[Stored data]

──────

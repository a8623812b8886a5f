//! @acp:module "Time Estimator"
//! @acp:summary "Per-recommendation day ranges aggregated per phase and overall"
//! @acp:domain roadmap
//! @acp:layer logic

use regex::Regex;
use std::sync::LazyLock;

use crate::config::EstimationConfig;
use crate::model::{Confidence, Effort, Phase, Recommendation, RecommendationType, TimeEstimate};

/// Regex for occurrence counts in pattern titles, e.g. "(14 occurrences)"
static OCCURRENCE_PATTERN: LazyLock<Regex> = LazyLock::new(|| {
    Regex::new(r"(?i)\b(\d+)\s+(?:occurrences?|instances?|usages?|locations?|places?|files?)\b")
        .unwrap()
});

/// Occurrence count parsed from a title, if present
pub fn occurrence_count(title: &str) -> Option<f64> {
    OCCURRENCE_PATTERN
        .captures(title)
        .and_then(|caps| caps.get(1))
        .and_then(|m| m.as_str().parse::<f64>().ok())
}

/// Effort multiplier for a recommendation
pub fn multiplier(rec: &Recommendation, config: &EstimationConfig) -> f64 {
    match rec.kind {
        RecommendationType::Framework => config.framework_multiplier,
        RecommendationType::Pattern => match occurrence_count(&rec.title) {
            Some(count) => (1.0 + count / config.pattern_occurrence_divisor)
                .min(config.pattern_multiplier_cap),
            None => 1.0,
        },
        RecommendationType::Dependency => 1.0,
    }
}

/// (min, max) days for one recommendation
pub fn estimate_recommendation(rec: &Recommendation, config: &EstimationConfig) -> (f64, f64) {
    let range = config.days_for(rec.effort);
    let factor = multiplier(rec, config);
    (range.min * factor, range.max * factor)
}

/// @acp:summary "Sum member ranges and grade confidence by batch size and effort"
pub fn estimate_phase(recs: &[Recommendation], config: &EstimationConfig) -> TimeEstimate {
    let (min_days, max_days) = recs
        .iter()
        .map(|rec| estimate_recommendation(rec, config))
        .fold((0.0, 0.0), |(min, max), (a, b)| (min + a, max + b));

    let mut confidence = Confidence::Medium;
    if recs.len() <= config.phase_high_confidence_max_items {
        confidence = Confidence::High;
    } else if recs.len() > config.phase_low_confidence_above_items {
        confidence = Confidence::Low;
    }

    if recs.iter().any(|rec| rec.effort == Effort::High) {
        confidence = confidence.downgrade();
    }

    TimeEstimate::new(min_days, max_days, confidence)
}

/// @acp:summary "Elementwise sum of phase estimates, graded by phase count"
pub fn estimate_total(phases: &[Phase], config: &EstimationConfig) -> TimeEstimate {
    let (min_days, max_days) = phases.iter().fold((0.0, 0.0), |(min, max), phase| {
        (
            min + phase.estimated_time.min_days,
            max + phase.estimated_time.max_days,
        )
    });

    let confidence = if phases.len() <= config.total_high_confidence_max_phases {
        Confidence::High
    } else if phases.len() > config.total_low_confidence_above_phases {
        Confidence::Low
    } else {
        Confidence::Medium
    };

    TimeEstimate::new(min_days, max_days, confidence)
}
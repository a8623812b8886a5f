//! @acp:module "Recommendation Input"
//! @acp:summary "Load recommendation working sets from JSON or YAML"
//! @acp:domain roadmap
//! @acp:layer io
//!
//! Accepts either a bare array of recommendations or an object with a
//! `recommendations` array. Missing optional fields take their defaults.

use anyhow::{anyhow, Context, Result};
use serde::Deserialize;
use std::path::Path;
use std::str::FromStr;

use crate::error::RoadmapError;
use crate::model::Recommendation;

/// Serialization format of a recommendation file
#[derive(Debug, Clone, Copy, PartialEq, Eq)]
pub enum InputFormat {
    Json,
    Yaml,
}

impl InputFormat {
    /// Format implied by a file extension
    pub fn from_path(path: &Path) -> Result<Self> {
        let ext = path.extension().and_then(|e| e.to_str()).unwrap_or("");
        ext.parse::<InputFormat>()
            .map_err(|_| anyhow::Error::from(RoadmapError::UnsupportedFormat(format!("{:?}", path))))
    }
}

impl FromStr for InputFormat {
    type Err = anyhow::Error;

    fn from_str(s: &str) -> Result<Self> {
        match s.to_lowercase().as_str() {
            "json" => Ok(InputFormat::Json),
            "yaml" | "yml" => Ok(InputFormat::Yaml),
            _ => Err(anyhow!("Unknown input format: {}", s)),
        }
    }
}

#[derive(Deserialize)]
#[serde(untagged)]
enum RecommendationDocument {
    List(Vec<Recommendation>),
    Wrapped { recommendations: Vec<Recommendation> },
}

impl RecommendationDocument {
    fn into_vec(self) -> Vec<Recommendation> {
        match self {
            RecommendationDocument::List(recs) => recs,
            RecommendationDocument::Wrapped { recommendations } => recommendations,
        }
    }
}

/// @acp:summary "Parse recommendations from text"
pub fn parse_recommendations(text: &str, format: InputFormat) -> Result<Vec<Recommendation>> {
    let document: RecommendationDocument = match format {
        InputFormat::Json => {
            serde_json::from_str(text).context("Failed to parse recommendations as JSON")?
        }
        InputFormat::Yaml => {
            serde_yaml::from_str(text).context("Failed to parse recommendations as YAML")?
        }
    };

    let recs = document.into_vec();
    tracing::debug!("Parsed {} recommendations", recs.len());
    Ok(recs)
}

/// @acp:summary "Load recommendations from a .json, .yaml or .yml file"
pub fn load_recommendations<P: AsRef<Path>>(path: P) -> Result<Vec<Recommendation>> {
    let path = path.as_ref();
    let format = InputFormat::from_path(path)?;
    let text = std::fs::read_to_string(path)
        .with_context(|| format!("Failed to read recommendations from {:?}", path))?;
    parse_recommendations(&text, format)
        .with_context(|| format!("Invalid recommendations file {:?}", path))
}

──────

● INSTRUCTIONS FOR THE TASK: Restate the entries. Match them exactly.

● YOUR RESPONSE:
repository a8623812b8886a5f
//! @acp:module "Time Estimator"
//! @acp:summary "Per-recommendation day ranges aggregated per phase and overall"
//! @acp:domain roadmap
//! @acp:layer logic

use regex::Regex;
use std::sync::LazyLock;

use crate::config::EstimationConfig;
use crate::model::{Confidence, Effort, Phase, Recommendation, RecommendationType, TimeEstimate};

/// Regex for occurrence counts in pattern titles, e.g. "(14 occurrences)"
static OCCURRENCE_PATTERN: LazyLock<Regex> = LazyLock::new(|| {
    Regex::new(r"(?i)\b(\d+)\s+(?:occurrences?|instances?|usages?|locations?|places?|files?)\b")
        .unwrap()
});

/// Occurrence count parsed from a title, if present
pub fn occurrence_count(title: &str) -> Option<f64> {
    OCCURRENCE_PATTERN
        .captures(title)
        .and_then(|caps| caps.get(1))
        .and_then(|m| m.as_str().parse::<f64>().ok())
}

/// Effort multiplier for a recommendation
pub fn multiplier(rec: &Recommendation, config: &EstimationConfig) -> f64 {
    match rec.kind {
        RecommendationType::Framework => config.framework_multiplier,
        RecommendationType::Pattern => match occurrence_count(&rec.title) {
            Some(count) => (1.0 + count / config.pattern_occurrence_divisor)
                .min(config.pattern_multiplier_cap),
            None => 1.0,
        },
        RecommendationType::Dependency => 1.0,
    }
}

/// (min, max) days for one recommendation
pub fn estimate_recommendation(rec: &Recommendation, config: &EstimationConfig) -> (f64, f64) {
    let range = config.days_for(rec.effort);
    let factor = multiplier(rec, config);
    (range.min * factor, range.max * factor)
}

/// @acp:summary "Sum member ranges and grade confidence by batch size and effort"
pub fn estimate_phase(recs: &[Recommendation], config: &EstimationConfig) -> TimeEstimate {
    let (min_days, max_days) = recs
        .iter()
        .map(|rec| estimate_recommendation(rec, config))
        .fold((0.0, 0.0), |(min, max), (a, b)| (min + a, max + b));

    let mut confidence = Confidence::Medium;
    if recs.len() <= config.phase_high_confidence_max_items {
        confidence = Confidence::High;
    } else if recs.len() > config.phase_low_confidence_above_items {
        confidence = Confidence::Low;
    }

    if recs.iter().any(|rec| rec.effort == Effort::High) {
        confidence = confidence.downgrade();
    }

    TimeEstimate::new(min_days, max_days, confidence)
}

/// @acp:summary "Elementwise sum of phase estimates, graded by phase count"
pub fn estimate_total(phases: &[Phase], config: &EstimationConfig) -> TimeEstimate {
    let (min_days, max_days) = phases.iter().fold((0.0, 0.0), |(min, max), phase| {
        (
            min + phase.estimated_time.min_days,
            max + phase.estimated_time.max_days,
        )
    });

    let confidence = if phases.len() <= config.total_high_confidence_max_phases {
        Confidence::High
    } else if phases.len() > config.total_low_confidence_above_phases {
        Confidence::Low
    } else {
        Confidence::Medium
    };

    TimeEstimate::new(min_days, max_days, confidence)
}
repository a8623812b8886a5f
//! @acp:module "Recommendation Input"
//! @acp:summary "Load recommendation working sets from JSON or YAML"
//! @acp:domain roadmap
//! @acp:layer io
//!
//! Accepts either a bare array of recommendations or an object with a
//! `recommendations` array. Missing optional fields take their defaults.

use anyhow::{anyhow, Context, Result};
use serde::Deserialize;
use std::path::Path;
use std::str::FromStr;

use crate::error::RoadmapError;
use crate::model::Recommendation;

/// Serialization format of a recommendation file
#[derive(Debug, Clone, Copy, PartialEq, Eq)]
pub enum InputFormat {
    Json,
    Yaml,
}

impl InputFormat {
    /// Format implied by a file extension
    pub fn from_path(path: &Path) -> Result<Self> {
        let ext = path.extension().and_then(|e| e.to_str()).unwrap_or("");
        ext.parse::<InputFormat>()
            .map_err(|_| anyhow::Error::from(RoadmapError::UnsupportedFormat(format!("{:?}", path))))
    }
}

impl FromStr for InputFormat {
    type Err = anyhow::Error;

    fn from_str(s: &str) -> Result<Self> {
        match s.to_lowercase().as_str() {
            "json" => Ok(InputFormat::Json),
            "yaml" | "yml" => Ok(InputFormat::Yaml),
            _ => Err(anyhow!("Unknown input format: {}", s)),
        }
    }
}

#[derive(Deserialize)]
#[serde(untagged)]
enum RecommendationDocument {
    List(Vec<Recommendation>),
    Wrapped { recommendations: Vec<Recommendation> },
}

impl RecommendationDocument {
    fn into_vec(self) -> Vec<Recommendation> {
        match self {
            RecommendationDocument::List(recs) => recs,
            RecommendationDocument::Wrapped { recommendations } => recommendations,
        }
    }
}

/// @acp:summary "Parse recommendations from text"
pub fn parse_recommendations(text: &str, format: InputFormat) -> Result<Vec<Recommendation>> {
    let document: RecommendationDocument = match format {
        InputFormat::Json => {
            serde_json::from_str(text).context("Failed to parse recommendations as JSON")?
        }
        InputFormat::Yaml => {
            serde_yaml::from_str(text).context("Failed to parse recommendations as YAML")?
        }
    };

    let recs = document.into_vec();
    tracing::debug!("Parsed {} recommendations", recs.len());
    Ok(recs)
}

/// @acp:summary "Load recommendations from a .json, .yaml or .yml file"
pub fn load_recommendations<P: AsRef<Path>>(path: P) -> Result<Vec<Recommendation>> {
    let path = path.as_ref();
    let format = InputFormat::from_path(path)?;
    let text = std::fs::read_to_string(path)
        .with_context(|| format!("Failed to read recommendations from {:?}", path))?;
    parse_recommendations(&text, format)
        .with_context(|| format!("Invalid recommendations file {:?}", path))
}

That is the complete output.